= SUPPLIED RECORDS =
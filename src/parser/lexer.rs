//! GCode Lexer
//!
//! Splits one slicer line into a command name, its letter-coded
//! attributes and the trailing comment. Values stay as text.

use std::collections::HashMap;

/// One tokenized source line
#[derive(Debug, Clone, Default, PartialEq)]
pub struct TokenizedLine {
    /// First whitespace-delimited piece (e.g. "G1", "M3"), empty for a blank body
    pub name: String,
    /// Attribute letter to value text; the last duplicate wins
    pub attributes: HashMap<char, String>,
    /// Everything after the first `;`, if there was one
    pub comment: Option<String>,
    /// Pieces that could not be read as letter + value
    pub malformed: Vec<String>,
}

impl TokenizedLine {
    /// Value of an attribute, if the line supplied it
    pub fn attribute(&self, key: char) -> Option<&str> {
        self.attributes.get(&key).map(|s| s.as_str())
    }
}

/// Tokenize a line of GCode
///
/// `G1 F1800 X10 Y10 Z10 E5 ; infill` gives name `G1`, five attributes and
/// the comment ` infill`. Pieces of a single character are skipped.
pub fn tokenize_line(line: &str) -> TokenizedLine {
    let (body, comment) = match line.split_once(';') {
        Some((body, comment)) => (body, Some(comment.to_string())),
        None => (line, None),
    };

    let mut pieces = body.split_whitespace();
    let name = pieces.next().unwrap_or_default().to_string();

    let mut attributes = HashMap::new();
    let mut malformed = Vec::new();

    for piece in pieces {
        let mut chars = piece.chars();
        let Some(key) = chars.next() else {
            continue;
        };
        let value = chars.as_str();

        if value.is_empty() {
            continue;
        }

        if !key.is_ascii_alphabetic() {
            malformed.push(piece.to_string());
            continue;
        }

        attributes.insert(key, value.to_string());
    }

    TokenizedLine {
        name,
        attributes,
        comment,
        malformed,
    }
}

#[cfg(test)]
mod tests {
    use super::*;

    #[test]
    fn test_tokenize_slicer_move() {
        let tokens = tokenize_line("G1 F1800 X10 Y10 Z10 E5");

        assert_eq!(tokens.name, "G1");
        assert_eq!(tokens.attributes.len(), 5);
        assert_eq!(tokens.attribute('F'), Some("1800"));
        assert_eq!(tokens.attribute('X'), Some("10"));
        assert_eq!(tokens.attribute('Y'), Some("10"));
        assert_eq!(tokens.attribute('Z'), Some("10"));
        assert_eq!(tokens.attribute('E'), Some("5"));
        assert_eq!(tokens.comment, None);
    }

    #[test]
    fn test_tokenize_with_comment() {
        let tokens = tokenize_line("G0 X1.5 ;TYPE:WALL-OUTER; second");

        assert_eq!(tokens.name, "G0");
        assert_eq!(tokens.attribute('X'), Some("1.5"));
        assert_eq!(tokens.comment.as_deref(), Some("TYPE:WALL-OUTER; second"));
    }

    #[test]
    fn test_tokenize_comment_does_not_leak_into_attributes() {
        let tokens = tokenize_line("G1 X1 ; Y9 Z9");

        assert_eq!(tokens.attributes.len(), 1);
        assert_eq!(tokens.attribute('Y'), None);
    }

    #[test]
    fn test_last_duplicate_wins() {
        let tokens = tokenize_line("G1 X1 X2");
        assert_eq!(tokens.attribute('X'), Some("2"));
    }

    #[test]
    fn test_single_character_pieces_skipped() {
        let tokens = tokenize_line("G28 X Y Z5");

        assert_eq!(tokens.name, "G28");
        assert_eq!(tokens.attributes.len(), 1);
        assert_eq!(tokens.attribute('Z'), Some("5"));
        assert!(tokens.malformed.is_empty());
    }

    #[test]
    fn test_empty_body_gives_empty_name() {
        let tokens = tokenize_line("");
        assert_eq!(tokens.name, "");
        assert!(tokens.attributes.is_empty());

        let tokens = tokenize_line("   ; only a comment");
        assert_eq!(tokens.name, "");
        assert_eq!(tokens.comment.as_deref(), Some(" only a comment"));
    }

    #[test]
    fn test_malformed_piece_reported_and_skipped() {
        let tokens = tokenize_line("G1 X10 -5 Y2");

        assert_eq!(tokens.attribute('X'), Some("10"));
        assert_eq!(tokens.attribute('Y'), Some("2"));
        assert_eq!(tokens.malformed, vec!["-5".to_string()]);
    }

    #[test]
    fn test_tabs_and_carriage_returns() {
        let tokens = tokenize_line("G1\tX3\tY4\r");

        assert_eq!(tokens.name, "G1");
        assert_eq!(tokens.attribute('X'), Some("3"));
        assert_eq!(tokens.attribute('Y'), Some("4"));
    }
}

= ABOUT THIS EXERCISE =
Type out the entries again, word for word.

= SOLUTION =
filename src/parser/lexer.rs
//! GCode Lexer
//!
//! Splits one slicer line into a command name, its letter-coded
//! attributes and the trailing comment. Values stay as text.

use std::collections::HashMap;

/// One tokenized source line
#[derive(Debug, Clone, Default, PartialEq)]
pub struct TokenizedLine {
    /// First whitespace-delimited piece (e.g. "G1", "M3"), empty for a blank body
    pub name: String,
    /// Attribute letter to value text; the last duplicate wins
    pub attributes: HashMap<char, String>,
    /// Everything after the first `;`, if there was one
    pub comment: Option<String>,
    /// Pieces that could not be read as letter + value
    pub malformed: Vec<String>,
}

impl TokenizedLine {
    /// Value of an attribute, if the line supplied it
    pub fn attribute(&self, key: char) -> Option<&str> {
        self.attributes.get(&key).map(|s| s.as_str())
    }
}

/// Tokenize a line of GCode
///
/// `G1 F1800 X10 Y10 Z10 E5 ; infill` gives name `G1`, five attributes and
/// the comment ` infill`. Pieces of a single character are skipped.
pub fn tokenize_line(line: &str) -> TokenizedLine {
    let (body, comment) = match line.split_once(';') {
        Some((body, comment)) => (body, Some(comment.to_string())),
        None => (line, None),
    };

    let mut pieces = body.split_whitespace();
    let name = pieces.next().unwrap_or_default().to_string();

    let mut attributes = HashMap::new();
    let mut malformed = Vec::new();

    for piece in pieces {
        let mut chars = piece.chars();
        let Some(key) = chars.next() else {
            continue;
        };
        let value = chars.as_str();

        if value.is_empty() {
            continue;
        }

        if !key.is_ascii_alphabetic() {
            malformed.push(piece.to_string());
            continue;
        }

        attributes.insert(key, value.to_string());
    }

    TokenizedLine {
        name,
        attributes,
        comment,
        malformed,
    }
}

#[cfg(test)]
mod tests {
    use super::*;

    #[test]
    fn test_tokenize_slicer_move() {
        let tokens = tokenize_line("G1 F1800 X10 Y10 Z10 E5");

        assert_eq!(tokens.name, "G1");
        assert_eq!(tokens.attributes.len(), 5);
        assert_eq!(tokens.attribute('F'), Some("1800"));
        assert_eq!(tokens.attribute('X'), Some("10"));
        assert_eq!(tokens.attribute('Y'), Some("10"));
        assert_eq!(tokens.attribute('Z'), Some("10"));
        assert_eq!(tokens.attribute('E'), Some("5"));
        assert_eq!(tokens.comment, None);
    }

    #[test]
    fn test_tokenize_with_comment() {
        let tokens = tokenize_line("G0 X1.5 ;TYPE:WALL-OUTER; second");

        assert_eq!(tokens.name, "G0");
        assert_eq!(tokens.attribute('X'), Some("1.5"));
        assert_eq!(tokens.comment.as_deref(), Some("TYPE:WALL-OUTER; second"));
    }

    #[test]
    fn test_tokenize_comment_does_not_leak_into_attributes() {
        let tokens = tokenize_line("G1 X1 ; Y9 Z9");

        assert_eq!(tokens.attributes.len(), 1);
        assert_eq!(tokens.attribute('Y'), None);
    }

    #[test]
    fn test_last_duplicate_wins() {
        let tokens = tokenize_line("G1 X1 X2");
        assert_eq!(tokens.attribute('X'), Some("2"));
    }

    #[test]
    fn test_single_character_pieces_skipped() {
        let tokens = tokenize_line("G28 X Y Z5");

        assert_eq!(tokens.name, "G28");
        assert_eq!(tokens.attributes.len(), 1);
        assert_eq!(tokens.attribute('Z'), Some("5"));
        assert!(tokens.malformed.is_empty());
    }

    #[test]
    fn test_empty_body_gives_empty_name() {
        let tokens = tokenize_line("");
        assert_eq!(tokens.name, "");
        assert!(tokens.attributes.is_empty());

        let tokens = tokenize_line("   ; only a comment");
        assert_eq!(tokens.name, "");
        assert_eq!(tokens.comment.as_deref(), Some(" only a comment"));
    }

    #[test]
    fn test_malformed_piece_reported_and_skipped() {
        let tokens = tokenize_line("G1 X10 -5 Y2");

        assert_eq!(tokens.attribute('X'), Some("10"));
        assert_eq!(tokens.attribute('Y'), Some("2"));
        assert_eq!(tokens.malformed, vec!["-5".to_string()]);
    }

    #[test]
    fn test_tabs_and_carriage_returns() {
        let tokens = tokenize_line("G1\tX3\tY4\r");

        assert_eq!(tokens.name, "G1");
        assert_eq!(tokens.attribute('X'), Some("3"));
        assert_eq!(tokens.attribute('Y'), Some("4"));
    }
}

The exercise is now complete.